__Task goal__. This exercise asks for every line of the material that includes the word "GitBase".

....

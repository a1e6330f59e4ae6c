//! GitHub and GitHub Enterprise implementation of the `GitApi` trait.
//!
//! Both flavors share everything except the API root. Pull-request calls run
//! under [`RetryPolicy`] to ride out GitHub's secondary rate limit.

use http::header::ACCEPT;
use http::header::USER_AGENT;
use reqwest::Client;
use reqwest::RequestBuilder;
use reqwest::Response;
use serde::Deserialize;
use serde::Serialize;
use tracing::debug;

use super::CreatePullRequestOptions;
use super::CreateWebhookOptions;
use super::FileDescriptor;
use super::GitApi;
use super::GitApiError;
use super::MergePullRequestOptions;
use super::PullRequest;
use super::WebhookEventMap;
use super::base::GitBase;
use super::events::GITHUB_EVENTS;
use super::transport::check_status;
use super::transport::classify_webhook_error;
use super::transport::decode_base64;
use super::transport::encode_path;
use super::transport::read_json;
use super::transport::trim_trailing_slash;
use crate::config::RepoConfig;
use crate::retry::RetryPolicy;
use crate::retry::Sleeper;
use crate::retry::TokioSleeper;

const GITHUB_API: &str = "https://api.github.com";
const GITHUB_MEDIA_TYPE: &str = "application/vnd.github.v3+json";
const JENKINS_HOOK_SUFFIX: &str = "/github-webhook/";

/// Which GitHub the adapter talks to.
#[derive(Debug, Clone, Copy, PartialEq, Eq)]
pub enum GitHubFlavor {
    /// github.com
    Cloud,
    /// A GitHub Enterprise Server at the configured host.
    Enterprise,
}

/// GitHub implementation of the `GitApi` trait.
#[derive(Debug)]
pub struct GitHubAdapter<S = TokioSleeper> {
    base: GitBase,
    flavor: GitHubFlavor,
    client: Client,
    retry: RetryPolicy<S>,
}

impl GitHubAdapter {
    /// Create an adapter that backs off on the tokio timer.
    pub fn new(flavor: GitHubFlavor, config: RepoConfig) -> Result<Self, GitApiError> {
        Self::with_sleeper(flavor, config, TokioSleeper)
    }
}

impl<S: Sleeper> GitHubAdapter<S> {
    /// Create an adapter with a custom backoff sleeper.
    pub fn with_sleeper(
        flavor: GitHubFlavor,
        config: RepoConfig,
        sleeper: S,
    ) -> Result<Self, GitApiError> {
        let provider = match flavor {
            GitHubFlavor::Cloud => "GitHub",
            GitHubFlavor::Enterprise => "GitHub Enterprise",
        };
        if flavor == GitHubFlavor::Enterprise && config.host.is_none() {
            return Err(GitApiError::MissingHost { provider });
        }

        Ok(Self {
            base: GitBase::new(provider, config),
            flavor,
            client: Client::builder().build()?,
            retry: RetryPolicy::new(sleeper),
        })
    }

    pub fn flavor(&self) -> GitHubFlavor {
        self.flavor
    }

    pub fn base(&self) -> &GitBase {
        &self.base
    }

    /// Attach credentials, client identifier and media type.
    fn authorize(&self, request: RequestBuilder) -> RequestBuilder {
        let config = self.base.config();
        request
            .basic_auth(&config.username, Some(&config.password))
            .header(USER_AGENT, self.base.user_agent())
            .header(ACCEPT, GITHUB_MEDIA_TYPE)
    }

    async fn get(&self, url: &str) -> Result<Response, GitApiError> {
        debug!(url, "GET");
        let response = self.authorize(self.client.get(url)).send().await?;
        check_status(response).await
    }

    async fn post<B: Serialize + Sync>(&self, url: &str, body: &B) -> Result<Response, GitApiError> {
        debug!(url, "POST");
        let response = self
            .authorize(self.client.post(url))
            .json(body)
            .send()
            .await?;
        check_status(response).await
    }

    async fn put<B: Serialize + Sync>(&self, url: &str, body: &B) -> Result<Response, GitApiError> {
        debug!(url, "PUT");
        let response = self
            .authorize(self.client.put(url))
            .json(body)
            .send()
            .await?;
        check_status(response).await
    }

    async fn fetch_pull_request(&self, pull_number: u64) -> Result<PullRequest, GitApiError> {
        let url = format!("{}/pulls/{pull_number}", self.base_url());
        let pull: PullResponse = read_json(self.get(&url).await?).await?;
        Ok(pull.into())
    }

    async fn send_create_pull_request(
        &self,
        options: &CreatePullRequestOptions,
    ) -> Result<PullRequest, GitApiError> {
        let url = format!("{}/pulls", self.base_url());
        let body = CreatePullBody {
            title: &options.title,
            head: &options.source_branch,
            base: &options.target_branch,
            maintainer_can_modify: options.maintainer_can_modify,
            draft: options.draft,
        };
        let pull: PullResponse = read_json(self.post(&url, &body).await?).await?;
        Ok(pull.into())
    }

    async fn send_merge_pull_request(
        &self,
        options: &MergePullRequestOptions,
    ) -> Result<String, GitApiError> {
        let url = format!("{}/pulls/{}/merge", self.base_url(), options.pull_number);
        let body = MergeBody {
            commit_title: &options.title,
            commit_message: &options.message,
            merge_method: &options.method,
        };
        let result: MessageResponse = read_json(self.put(&url, &body).await?).await?;
        Ok(result.message)
    }

    async fn send_update_pull_request_branch(
        &self,
        pull_number: u64,
    ) -> Result<String, GitApiError> {
        let url = format!("{}/pulls/{pull_number}/update-branch", self.base_url());
        let result: MessageResponse =
            read_json(self.put(&url, &serde_json::json!({})).await?).await?;
        Ok(result.message)
    }
}

impl<S: Sleeper> GitApi for GitHubAdapter<S> {
    fn base_url(&self) -> String {
        let config = self.base.config();
        let api_root = match self.flavor {
            GitHubFlavor::Cloud => GITHUB_API.to_string(),
            GitHubFlavor::Enterprise => format!(
                "{}://{}/api/v3",
                config.protocol,
                config.host.as_deref().unwrap_or_default()
            ),
        };
        format!("{api_root}/repos/{}/{}", config.owner, config.repo)
    }

    async fn list_files(&self) -> Result<Vec<FileDescriptor>, GitApiError> {
        let branch = self.base.branch_or_default(self).await?;
        let url = format!(
            "{}/git/trees/{}",
            self.base_url(),
            urlencoding::encode(&branch)
        );
        let tree: TreeResponse = read_json(self.get(&url).await?).await?;
        Ok(blob_files(tree))
    }

    async fn get_file_contents(&self, file: &FileDescriptor) -> Result<Vec<u8>, GitApiError> {
        let url = match &file.url {
            Some(url) => url.clone(),
            None => {
                let branch = self.base.branch_or_default(self).await?;
                format!(
                    "{}/contents/{}?ref={}",
                    self.base_url(),
                    encode_path(&file.path),
                    urlencoding::encode(&branch)
                )
            }
        };
        let content: ContentResponse = read_json(self.get(&url).await?).await?;
        decode_base64(&content.content)
    }

    async fn get_default_branch(&self) -> Result<String, GitApiError> {
        let repo: RepoResponse = read_json(self.get(&self.base_url()).await?).await?;
        repo.default_branch.ok_or(GitApiError::NoDefaultBranch)
    }

    async fn get_pull_request(&self, pull_number: u64) -> Result<PullRequest, GitApiError> {
        self.retry
            .run("get_pull_request", || self.fetch_pull_request(pull_number))
            .await
    }

    async fn create_pull_request(
        &self,
        options: CreatePullRequestOptions,
    ) -> Result<PullRequest, GitApiError> {
        self.retry
            .run("create_pull_request", || self.send_create_pull_request(&options))
            .await
    }

    async fn merge_pull_request(
        &self,
        options: MergePullRequestOptions,
    ) -> Result<String, GitApiError> {
        self.retry
            .run("merge_pull_request", || self.send_merge_pull_request(&options))
            .await
    }

    async fn update_pull_request_branch(&self, pull_number: u64) -> Result<String, GitApiError> {
        self.retry
            .run("update_pull_request_branch", || {
                self.send_update_pull_request_branch(pull_number)
            })
            .await
    }

    async fn create_webhook(&self, options: CreateWebhookOptions) -> Result<String, GitApiError> {
        let hook_url = webhook_url(&options)?;
        let url = format!("{}/hooks", self.base_url());
        let body = CreateHookBody {
            name: "web",
            active: true,
            events: &["push"],
            config: HookConfig {
                url: &hook_url,
                content_type: "json",
                insecure_ssl: "0",
            },
        };

        let response = self
            .post(&url, &body)
            .await
            .map_err(classify_webhook_error)?;
        let hook: HookResponse = read_json(response).await.map_err(classify_webhook_error)?;
        Ok(hook.id.to_string())
    }

    fn git_ref(&self) -> String {
        format!("refs/heads/{}", self.base.branch_or_fallback())
    }

    fn events(&self) -> &'static WebhookEventMap {
        &GITHUB_EVENTS
    }
}

/// The hook URL: explicit, or Jenkins' GitHub plugin endpoint.
fn webhook_url(options: &CreateWebhookOptions) -> Result<String, GitApiError> {
    if let Some(url) = &options.webhook_url {
        return Ok(url.clone());
    }
    let jenkins_url = options
        .jenkins_url
        .as_deref()
        .ok_or(GitApiError::MissingWebhookUrl)?;
    Ok(format!(
        "{}{JENKINS_HOOK_SUFFIX}",
        trim_trailing_slash(jenkins_url)
    ))
}

fn blob_files(tree: TreeResponse) -> Vec<FileDescriptor> {
    tree.tree
        .into_iter()
        .filter(|entry| entry.kind == "blob")
        .map(|entry| FileDescriptor {
            path: entry.path,
            url: entry.url,
        })
        .collect()
}

// -- Wire types --

#[derive(Debug, Deserialize)]
struct TreeResponse {
    tree: Vec<TreeEntry>,
}

#[derive(Debug, Deserialize)]
struct TreeEntry {
    path: String,
    #[serde(rename = "type")]
    kind: String,
    url: Option<String>,
}

#[derive(Debug, Deserialize)]
struct ContentResponse {
    content: String,
}

#[derive(Debug, Deserialize)]
struct RepoResponse {
    default_branch: Option<String>,
}

#[derive(Debug, Deserialize)]
struct PullResponse {
    number: u64,
    head: PullRef,
    base: PullRef,
}

#[derive(Debug, Deserialize)]
struct PullRef {
    #[serde(rename = "ref")]
    ref_name: String,
}

impl From<PullResponse> for PullRequest {
    fn from(pull: PullResponse) -> Self {
        PullRequest {
            pull_number: pull.number,
            source_branch: pull.head.ref_name,
            target_branch: pull.base.ref_name,
        }
    }
}

#[derive(Debug, Serialize)]
struct CreatePullBody<'a> {
    title: &'a str,
    head: &'a str,
    base: &'a str,
    maintainer_can_modify: bool,
    draft: bool,
}

#[derive(Debug, Serialize)]
struct MergeBody<'a> {
    commit_title: &'a str,
    commit_message: &'a str,
    merge_method: &'a str,
}

#[derive(Debug, Deserialize)]
struct MessageResponse {
    message: String,
}

#[derive(Debug, Serialize)]
struct CreateHookBody<'a> {
    name: &'a str,
    active: bool,
    events: &'a [&'a str],
    config: HookConfig<'a>,
}

#[derive(Debug, Serialize)]
struct HookConfig<'a> {
    url: &'a str,
    content_type: &'a str,
    insecure_ssl: &'a str,
}

#[derive(Debug, Deserialize)]
struct HookResponse {
    id: u64,
}
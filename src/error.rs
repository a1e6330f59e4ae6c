use miette::Diagnostic;
use thiserror::Error;

use crate::auth::AuthError;
use crate::config::ConfigError;
use crate::forge::GitApiError;

/// Errors from assembling and driving a provider.
#[derive(Debug, Error, Diagnostic)]
pub enum AppError {
    /// An error from the hosting provider's API.
    #[error(transparent)]
    #[diagnostic(transparent)]
    Api(#[from] GitApiError),

    /// A configuration error.
    #[error(transparent)]
    #[diagnostic(transparent)]
    Config(#[from] ConfigError),

    /// A credential resolution error.
    #[error(transparent)]
    #[diagnostic(transparent)]
    Auth(#[from] AuthError),
}
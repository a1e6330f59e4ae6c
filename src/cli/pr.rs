use clap::Args;
use clap::Subcommand;

/// Arguments for the `pr` subcommand.
#[derive(Debug, Args)]
pub struct PrArgs {
    #[command(subcommand)]
    pub command: PrCommands,
}

#[derive(Debug, Subcommand)]
pub enum PrCommands {
    /// Show a pull request's branches.
    Get {
        number: u64,
    },
    /// Open a pull request.
    Create {
        #[arg(long)]
        title: String,
        /// Branch with the changes.
        #[arg(long)]
        source: String,
        /// Branch to merge into.
        #[arg(long)]
        target: String,
        /// Let maintainers push to the source branch.
        #[arg(long)]
        maintainer_can_modify: bool,
        /// Create the pull request as a draft.
        #[arg(long)]
        draft: bool,
    },
    /// Merge a pull request.
    Merge {
        number: u64,
        /// Merge commit title.
        #[arg(long, default_value = "")]
        title: String,
        /// Merge commit message.
        #[arg(long, default_value = "")]
        message: String,
        /// Merge strategy, passed to the provider as-is.
        #[arg(long, default_value = "merge")]
        method: String,
    },
    /// Update a pull request's branch with its base.
    UpdateBranch {
        number: u64,
    },
}
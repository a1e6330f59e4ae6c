//! HTTP plumbing shared by the adapters: status mapping, transfer decoding
//! and webhook failure classification.

use base64::Engine;
use base64::engine::general_purpose::STANDARD as BASE64;
use http::HeaderMap;
use http::StatusCode;
use http::header::RETRY_AFTER;
use reqwest::Response;
use serde::de::DeserializeOwned;

use super::GitApiError;

/// Body fragment vendors return when a hook with the same URL is registered.
const HOOK_EXISTS_PATTERN: &str = "Hook already exists";

/// Pass a successful response through; turn anything else into
/// [`GitApiError::Api`].
pub async fn check_status(response: Response) -> Result<Response, GitApiError> {
    let status = response.status();
    if status.is_success() {
        return Ok(response);
    }

    let headers = response.headers().clone();
    let body = response.text().await.unwrap_or_default();
    let err = api_error(status, &headers, body);
    tracing::debug!(%status, error = %err, "request failed");
    Err(err)
}

/// Check the status and decode the JSON body.
pub async fn read_json<T: DeserializeOwned>(response: Response) -> Result<T, GitApiError> {
    let bytes = check_status(response).await?.bytes().await?;
    Ok(serde_json::from_slice(&bytes)?)
}

/// Build an API error from a failed response's pieces.
///
/// The message is taken from the vendor's JSON error shape when there is one
/// (`{"message": ..}` for GitHub/GitLab, `{"error": {"message": ..}}` for
/// Bitbucket), otherwise the raw body.
pub fn api_error(status: StatusCode, headers: &HeaderMap, body: String) -> GitApiError {
    let retry_after = headers
        .get(RETRY_AFTER)
        .and_then(|v| v.to_str().ok())
        .and_then(|v| v.trim().parse::<u64>().ok());

    let message = serde_json::from_str::<serde_json::Value>(&body)
        .ok()
        .and_then(|json| {
            json.get("message")
                .or_else(|| json.pointer("/error/message"))
                .and_then(serde_json::Value::as_str)
                .map(String::from)
        })
        .unwrap_or_else(|| body.clone());

    GitApiError::Api {
        status,
        message,
        body,
        retry_after,
    }
}

/// Decode a base64 `content` field. Vendors wrap the payload in newlines.
pub fn decode_base64(content: &str) -> Result<Vec<u8>, GitApiError> {
    let compact: String = content.chars().filter(|c| !c.is_whitespace()).collect();
    Ok(BASE64.decode(compact)?)
}

/// Reclassify a webhook creation failure.
///
/// A response body naming an existing hook becomes
/// [`GitApiError::WebhookAlreadyExists`]; everything else is wrapped in
/// [`GitApiError::UnknownWebhook`].
pub fn classify_webhook_error(err: GitApiError) -> GitApiError {
    match &err {
        GitApiError::Api { body, .. } if body.contains(HOOK_EXISTS_PATTERN) => {
            GitApiError::WebhookAlreadyExists
        }
        _ => GitApiError::UnknownWebhook {
            source: Box::new(err),
        },
    }
}

/// Percent-encode each segment of a repository path, keeping the `/`
/// separators.
pub fn encode_path(path: &str) -> String {
    path.split('/')
        .map(urlencoding::encode)
        .collect::<Vec<_>>()
        .join("/")
}

/// Strip any trailing slashes from a base URL.
pub fn trim_trailing_slash(url: &str) -> &str {
    url.trim_end_matches('/')
}
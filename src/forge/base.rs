//! Scaffolding shared by every adapter.

use tracing::Span;

use super::GitApi;
use super::GitApiError;
use crate::config::RepoConfig;

/// Branch assumed for [`GitBase::branch_or_fallback`] when none is configured.
pub const FALLBACK_BRANCH: &str = "main";

/// Config and logging handle common to all adapters. Does no I/O.
#[derive(Debug)]
pub struct GitBase {
    provider: &'static str,
    config: RepoConfig,
    span: Span,
}

impl GitBase {
    pub fn new(provider: &'static str, config: RepoConfig) -> Self {
        let span = tracing::debug_span!(
            "git_api",
            provider,
            owner = %config.owner,
            repo = %config.repo,
        );
        Self {
            provider,
            config,
            span,
        }
    }

    pub fn provider(&self) -> &'static str {
        self.provider
    }

    pub fn config(&self) -> &RepoConfig {
        &self.config
    }

    /// Span every operation of this adapter runs in.
    pub fn span(&self) -> Span {
        self.span.clone()
    }

    /// The configured branch, if any.
    pub fn branch(&self) -> Option<&str> {
        self.config.branch.as_deref()
    }

    pub fn branch_or_fallback(&self) -> &str {
        self.branch().unwrap_or(FALLBACK_BRANCH)
    }

    /// The configured branch, or whatever `api` reports as the default.
    pub async fn branch_or_default<A: GitApi>(&self, api: &A) -> Result<String, GitApiError> {
        match self.branch() {
            Some(branch) => Ok(branch.to_string()),
            None => api.get_default_branch().await,
        }
    }

    /// `<username> via ibm-garage-cloud cli`, sent with every request.
    pub fn user_agent(&self) -> String {
        format!("{} via ibm-garage-cloud cli", self.config.username)
    }

    pub fn not_implemented(&self, operation: &'static str) -> GitApiError {
        GitApiError::NotImplemented {
            provider: self.provider,
            operation,
        }
    }
}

....

__Output for this exercise__.
use super::base::GitBase;
    base: GitBase,
            base: GitBase::new(provider, config),
    pub fn base(&self) -> &GitBase {
/// Branch assumed for [`GitBase::branch_or_fallback`] when none is configured.
pub struct GitBase {
impl GitBase {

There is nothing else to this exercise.